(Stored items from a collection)
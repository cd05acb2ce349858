//! Application state for the TUI.

use std::time::{Duration, Instant};

use crate::error::JornadaError;
use crate::focus::{EngineState, Persistence, Phase, PlanConfig, Session, TimerEngine};
use crate::storage::KeyValueStore;
use crate::tasks::{title_for, WorkItem};
use crate::tui::event::Action;

/// Longest wait for input before the loop checks the timer again.
pub const IDLE_POLL: Duration = Duration::from_millis(100);

/// Help text shown in the status bar.
pub const HELP: &str = "space:pause/resume | n:next | b:back | s:start | x:stop | q:quit";

/// Application state.
pub struct App<S, C> {
    engine: TimerEngine<S, C>,
    items: Vec<WorkItem>,
    /// Status message to display.
    pub status: Option<String>,
    bell: bool,
    bell_pending: bool,
    position: (Phase, usize),
}

impl<S, C> App<S, C>
where
    S: KeyValueStore<EngineState>,
    C: KeyValueStore<PlanConfig>,
{
    /// Create a new app around a restored engine.
    pub fn new(engine: TimerEngine<S, C>, items: Vec<WorkItem>, bell: bool) -> Self {
        let position = (engine.phase(), engine.current_index());
        Self {
            engine,
            items,
            status: Some("Press ? for help".to_string()),
            bell,
            bell_pending: false,
            position,
        }
    }

    #[must_use]
    pub const fn engine(&self) -> &TimerEngine<S, C> {
        &self.engine
    }

    /// Display title for a work-item id.
    #[must_use]
    pub fn title_for<'a>(&'a self, id: &'a str) -> &'a str {
        title_for(&self.items, id)
    }

    /// Sessions to list: the running plan, or the preview while in setup.
    #[must_use]
    pub fn sessions(&self) -> Vec<Session> {
        match self.engine.phase() {
            Phase::Setup => self.engine.preview(),
            Phase::Active | Phase::Completed => self.engine.sessions().to_vec(),
        }
    }

    /// How long to wait for input before the next tick is due.
    #[must_use]
    pub fn poll_timeout(&self, now: Instant) -> Duration {
        self.engine
            .until_next_tick(now)
            .map_or(IDLE_POLL, |due| due.min(IDLE_POLL))
    }

    /// Apply a user action.
    pub fn apply(&mut self, action: Action) {
        let result = match action {
            Action::Quit => return,
            Action::TogglePause => {
                if self.engine.is_paused() {
                    self.engine.resume().map(|p| (p, "Resumed"))
                } else {
                    self.engine.pause().map(|p| (p, "Paused"))
                }
            }
            Action::Start => self.engine.start().map(|p| (p, "Started")),
            Action::Skip => self.engine.skip_forward().map(|p| (p, "Skipped")),
            Action::Back => self.engine.skip_back().map(|p| (p, "Back")),
            Action::Stop => Ok((self.engine.stop(), "Stopped")),
        };
        self.report(result);
        self.position = (self.engine.phase(), self.engine.current_index());
    }

    /// Adopt changes from other processes, then apply due ticks.
    ///
    /// External writes are taken in first so a due tick cannot overwrite
    /// them. Queues the bell when the countdown moves to another session on
    /// its own.
    pub fn on_tick(&mut self, now: Instant) {
        if self.engine.sync_external() {
            self.status = Some("Updated from another session".to_string());
            self.position = (self.engine.phase(), self.engine.current_index());
        }

        let ticks = self.engine.pump(now);
        let position = (self.engine.phase(), self.engine.current_index());
        if position != self.position {
            if ticks > 0 && self.bell {
                self.bell_pending = true;
            }
            self.position = position;
        }
    }

    /// Take a queued bell, if any.
    pub fn take_bell(&mut self) -> bool {
        std::mem::take(&mut self.bell_pending)
    }

    fn report(&mut self, result: Result<(Persistence, &str), JornadaError>) {
        self.status = Some(match result {
            Ok((Persistence::Durable, message)) => message.to_string(),
            Ok((Persistence::Degraded { reason }, message)) => {
                format!("{message} (not saved: {reason})")
            }
            Err(e) => e.to_string(),
        });
    }
}

#[cfg(test)]
mod tests {
    use super::*;
    use crate::storage::MemoryStore;

    type TestApp = App<MemoryStore<EngineState>, MemoryStore<PlanConfig>>;

    fn small_config() -> PlanConfig {
        PlanConfig {
            total_duration_minutes: 70,
            focus_minutes: 25,
            short_break_minutes: 5,
            long_break_minutes: 15,
            long_break_interval: 2,
        }
    }

    fn app(bell: bool) -> TestApp {
        let engine = TimerEngine::open_with_defaults(
            MemoryStore::new(),
            MemoryStore::new(),
            small_config(),
        )
        .with_tick_interval(Duration::from_millis(10));
        App::new(engine, Vec::new(), bell)
    }

    /// An app plus independent handles on the stores it writes to.
    fn shared_app() -> (TestApp, MemoryStore<EngineState>, MemoryStore<PlanConfig>) {
        let state_store = MemoryStore::new();
        let config_store = MemoryStore::new();
        let state = state_store.handle();
        let config = config_store.handle();
        let engine = TimerEngine::open_with_defaults(state_store, config_store, small_config())
            .with_tick_interval(Duration::from_millis(10));
        (App::new(engine, Vec::new(), true), state, config)
    }

    #[test]
    fn test_setup_lists_preview() {
        let app = app(false);
        assert_eq!(app.engine().phase(), Phase::Setup);
        assert_eq!(app.sessions().len(), 4);
    }

    #[test]
    fn test_toggle_pause() {
        let mut app = app(false);
        app.apply(Action::Start);
        assert!(!app.engine().is_paused());

        app.apply(Action::TogglePause);
        assert!(app.engine().is_paused());
        assert_eq!(app.status.as_deref(), Some("Paused"));

        app.apply(Action::TogglePause);
        assert!(!app.engine().is_paused());
    }

    #[test]
    fn test_invalid_action_shows_error() {
        let mut app = app(false);
        app.apply(Action::Skip);

        assert_eq!(app.engine().phase(), Phase::Setup);
        assert!(app.status.as_deref().unwrap_or_default().contains("cannot"));
    }

    #[test]
    fn test_poll_timeout_idle_when_not_ticking() {
        let app = app(false);
        assert_eq!(app.poll_timeout(Instant::now()), IDLE_POLL);
    }

    #[test]
    fn test_poll_timeout_bounded_by_tick() {
        let mut app = app(false);
        app.apply(Action::Start);
        assert!(app.poll_timeout(Instant::now()) <= Duration::from_millis(10));
    }

    #[test]
    fn test_bell_on_session_change_from_ticks() {
        let mut app = app(true);
        app.apply(Action::Start);

        // Enough ticks to finish the first 25-minute focus session.
        let later = Instant::now() + Duration::from_millis(10 * 1500 + 5);
        app.on_tick(later);

        assert_eq!(app.engine().current_index(), 1);
        assert!(app.take_bell());
        assert!(!app.take_bell());
    }

    #[test]
    fn test_no_bell_for_user_skip() {
        let mut app = app(true);
        app.apply(Action::Start);
        app.apply(Action::Skip);
        app.on_tick(Instant::now());

        assert_eq!(app.engine().current_index(), 1);
        assert!(!app.take_bell());
    }

    #[test]
    fn test_no_bell_when_disabled() {
        let mut app = app(false);
        app.apply(Action::Start);
        let later = Instant::now() + Duration::from_millis(10 * 1500 + 5);
        app.on_tick(later);

        assert!(!app.take_bell());
    }

    #[test]
    fn test_external_pause_survives_due_tick() {
        let (mut app, state, config) = shared_app();
        app.apply(Action::Start);

        let mut other = TimerEngine::open(state.handle(), config.handle());
        other.pause().unwrap();

        app.on_tick(Instant::now() + Duration::from_millis(15));

        assert!(app.engine().is_paused());
        assert_eq!(app.engine().state().remaining_seconds, 1500);
        assert!(state.get().unwrap().unwrap().is_paused);
        assert_eq!(app.status.as_deref(), Some("Updated from another session"));
        assert!(!app.take_bell());
    }

    #[test]
    fn test_external_skip_does_not_ring() {
        let (mut app, state, config) = shared_app();
        app.apply(Action::Start);

        let mut other = TimerEngine::open(state.handle(), config.handle());
        other.skip_forward().unwrap();

        app.on_tick(Instant::now() + Duration::from_millis(15));

        assert_eq!(app.engine().current_index(), 1);
        assert_eq!(state.get().unwrap().unwrap().current_index, 1);
        assert!(!app.take_bell());
    }
}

**PROBLEM TO SOLVE**. Only the lines from the first line of the records through the line with "use crate::tui::event::Action;" should be reproduced, exactly and with nothing added.

**ANSWER BELOW**.
repository cd05acb2ce349858
//! Application state for the TUI.

use std::time::{Duration, Instant};

use crate::error::JornadaError;
use crate::focus::{EngineState, Persistence, Phase, PlanConfig, Session, TimerEngine};
use crate::storage::KeyValueStore;
use crate::tasks::{title_for, WorkItem};
use crate::tui::event::Action;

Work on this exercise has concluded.